## Task prompt
Go through the data below and copy each line where the word "ErrorKind" occurs.

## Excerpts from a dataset
>>>

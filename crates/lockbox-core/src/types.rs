//! Strong type definitions for the engine boundary.
//!
//! Every engine object is addressed through the same opaque [`Handle`]; a
//! "null" handle is represented as `Option<Handle>::None`.

use std::fmt;
use std::num::NonZeroU64;

use crate::error::ErrorKind;

/// An opaque handle to an engine-owned object (store, session, scan,
/// result list, or key).
///
/// Handles carry no meaning on the client side; they are only ever passed
/// back to the engine that issued them.
#[derive(Clone, Copy, PartialEq, Eq, Hash, PartialOrd, Ord)]
pub struct Handle(NonZeroU64);

impl Handle {
    /// Create a handle from a raw value. Returns `None` for zero (the null handle).
    pub const fn from_raw(raw: u64) -> Option<Self> {
        match NonZeroU64::new(raw) {
            Some(v) => Some(Self(v)),
            None => None,
        }
    }

    /// Get the raw value.
    pub const fn get(self) -> u64 {
        self.0.get()
    }
}

impl fmt::Debug for Handle {
    fn fmt(&self, f: &mut fmt::Formatter<'_>) -> fmt::Result {
        write!(f, "Handle({})", self.0)
    }
}

impl fmt::Display for Handle {
    fn fmt(&self, f: &mut fmt::Formatter<'_>) -> fmt::Result {
        write!(f, "{}", self.0)
    }
}

/// Correlation token passed to the engine and echoed back in its completion.
pub type CallbackId = i64;

/// The numeric status returned by every engine entry point.
///
/// `0` always means success; any other value is one of the
/// [`ErrorKind`] codes and must be followed by a query of the engine's
/// current error before any other engine call is made on the same thread.
#[derive(Debug, Clone, Copy, PartialEq, Eq, Hash)]
pub struct StatusCode(pub i32);

impl StatusCode {
    /// The success status.
    pub const SUCCESS: Self = Self(0);

    /// Whether this status denotes success.
    pub const fn is_success(self) -> bool {
        self.0 == 0
    }

    /// The error kind denoted by this status.
    pub fn kind(self) -> ErrorKind {
        ErrorKind::from_code(i64::from(self.0))
    }
}

impl From<ErrorKind> for StatusCode {
    fn from(kind: ErrorKind) -> Self {
        Self(i32::try_from(kind.code()).unwrap_or(i32::MAX))
    }
}

impl fmt::Display for StatusCode {
    fn fmt(&self, f: &mut fmt::Formatter<'_>) -> fmt::Result {
        write!(f, "{}", self.0)
    }
}

/// The value carried by a completion callback, one variant per return-type family.
#[derive(Debug, Clone, PartialEq, Eq)]
pub enum Payload {
    /// No return value.
    None,
    /// A boolean (byte) result.
    Flag(bool),
    /// A string result.
    Text(String),
    /// A 64-bit count.
    Count(i64),
    /// An opaque handle; `None` when the engine returns the null handle
    /// (for example an exhausted scan or a fetch that matched nothing).
    Handle(Option<Handle>),
}

impl Payload {
    /// Short name of the payload family, used in mismatch diagnostics.
    pub fn family(&self) -> &'static str {
        match self {
            Payload::None => "none",
            Payload::Flag(_) => "flag",
            Payload::Text(_) => "text",
            Payload::Count(_) => "count",
            Payload::Handle(_) => "handle",
        }
    }
}

/// Conversion from a completion [`Payload`] into the typed result a caller awaits.
///
/// Returns `Err(payload)` when the payload belongs to another family.
pub trait FromPayload: Sized + Send + 'static {
    /// Expected payload family name.
    const FAMILY: &'static str;

    /// Convert the payload.
    fn from_payload(payload: Payload) -> Result<Self, Payload>;
}

impl FromPayload for () {
    const FAMILY: &'static str = "none";

    fn from_payload(payload: Payload) -> Result<Self, Payload> {
        match payload {
            Payload::None => Ok(()),
            other => Err(other),
        }
    }
}

impl FromPayload for bool {
    const FAMILY: &'static str = "flag";

    fn from_payload(payload: Payload) -> Result<Self, Payload> {
        match payload {
            Payload::Flag(v) => Ok(v),
            other => Err(other),
        }
    }
}

impl FromPayload for i64 {
    const FAMILY: &'static str = "count";

    fn from_payload(payload: Payload) -> Result<Self, Payload> {
        match payload {
            Payload::Count(v) => Ok(v),
            other => Err(other),
        }
    }
}

impl FromPayload for String {
    const FAMILY: &'static str = "text";

    fn from_payload(payload: Payload) -> Result<Self, Payload> {
        match payload {
            Payload::Text(v) => Ok(v),
            other => Err(other),
        }
    }
}

impl FromPayload for Option<Handle> {
    const FAMILY: &'static str = "handle";

    fn from_payload(payload: Payload) -> Result<Self, Payload> {
        match payload {
            Payload::Handle(v) => Ok(v),
            other => Err(other),
        }
    }
}

/// A non-null handle. A null handle is treated as a family mismatch, since
/// the callers awaiting `Handle` rely on the engine always producing one.
impl FromPayload for Handle {
    const FAMILY: &'static str = "handle";

    fn from_payload(payload: Payload) -> Result<Self, Payload> {
        match payload {
            Payload::Handle(Some(h)) => Ok(h),
            other => Err(other),
        }
    }
}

<<<

## Reply
use crate::error::ErrorKind;
/// [`ErrorKind`] codes and must be followed by a query of the engine's
    pub fn kind(self) -> ErrorKind {
        ErrorKind::from_code(i64::from(self.0))
impl From<ErrorKind> for StatusCode {
    fn from(kind: ErrorKind) -> Self {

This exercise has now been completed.